What the task asks: Search the material below for the word "ServiceConfig" and copy every line in which it occurs.

Extracted information:
::::
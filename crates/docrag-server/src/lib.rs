//! HTTP services for docrag
//!
//! Two axum applications share one configuration: the ingestion service
//! (`POST /process`) and the query service (`POST /generate`). Both also serve
//! `GET /health` and a banner at `GET /`.

pub mod clients;
pub mod config;
pub mod http;
pub mod ingest;
pub mod query;

#[cfg(test)]
mod tests;

use axum::{Json, Router};
use serde::{Deserialize, Serialize};

use docrag_core::Result;

pub use clients::Clients;
pub use config::{CorsOrigins, EmbedderBackend, IndexBackend, ServiceConfig};
pub use ingest::{IngestState, ProcessResponse};
pub use query::{GenerationRequest, GenerationResponse, QueryState};

pub const INGEST_PORT: u16 = 8001;
pub const QUERY_PORT: u16 = 8000;

#[derive(Debug, Clone, PartialEq, Serialize, Deserialize)]
pub struct Health {
    pub status: String,
}

#[derive(Debug, Clone, PartialEq, Serialize, Deserialize)]
pub struct Banner {
    pub message: String,
}

pub(crate) async fn health() -> Json<Health> {
    Json(Health {
        status: "healthy".to_string(),
    })
}

pub(crate) fn banner(message: &str) -> Json<Banner> {
    Json(Banner {
        message: message.to_string(),
    })
}

/// Build the ingestion application with its layers
pub async fn ingest_app(config: &ServiceConfig) -> Result<Router> {
    let clients = Clients::connect(config).await?;
    ingest_app_with(&clients, config)
}

/// Build the query application with its layers
pub async fn query_app(config: &ServiceConfig) -> Result<Router> {
    let clients = Clients::connect(config).await?;
    query_app_with(&clients, config)
}

/// Build both applications over the same clients.
///
/// Required for the in-memory index, whose contents are only visible inside
/// one process.
pub async fn combined_apps(config: &ServiceConfig) -> Result<(Router, Router)> {
    let clients = Clients::connect(config).await?;
    Ok((
        ingest_app_with(&clients, config)?,
        query_app_with(&clients, config)?,
    ))
}

fn ingest_app_with(clients: &Clients, config: &ServiceConfig) -> Result<Router> {
    let state = IngestState::from_clients(clients, config)?;
    http::with_layers(ingest::router(state), config)
}

fn query_app_with(clients: &Clients, config: &ServiceConfig) -> Result<Router> {
    let llm = clients::build_llm(config)?;
    let state = QueryState::from_clients(clients, llm, config)?;
    http::with_layers(query::router(state), config)
}
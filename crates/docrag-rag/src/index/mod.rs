//! Vector index backends

mod memory;
mod qdrant;

pub use memory::LocalVectorIndex;
pub use qdrant::{QdrantConfig, QdrantVectorIndex};

/// Cosine similarity; mismatched or zero-length vectors score 0
pub(crate) fn cosine_similarity(a: &[f32], b: &[f32]) -> f32 {
    if a.len() != b.len() {
        return 0.0;
    }

    let dot_product: f32 = a.iter().zip(b.iter()).map(|(x, y)| x * y).sum();
    let norm_a: f32 = a.iter().map(|x| x * x).sum::<f32>().sqrt();
    let norm_b: f32 = b.iter().map(|x| x * x).sum::<f32>().sqrt();

    if norm_a == 0.0 || norm_b == 0.0 {
        return 0.0;
    }

    dot_product / (norm_a * norm_b)
}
::::
Reply to the exercise:
pub use config::{CorsOrigins, EmbedderBackend, IndexBackend, ServiceConfig};
pub async fn ingest_app(config: &ServiceConfig) -> Result<Router> {
pub async fn query_app(config: &ServiceConfig) -> Result<Router> {
pub async fn combined_apps(config: &ServiceConfig) -> Result<(Router, Router)> {
fn ingest_app_with(clients: &Clients, config: &ServiceConfig) -> Result<Router> {
fn query_app_with(clients: &Clients, config: &ServiceConfig) -> Result<Router> {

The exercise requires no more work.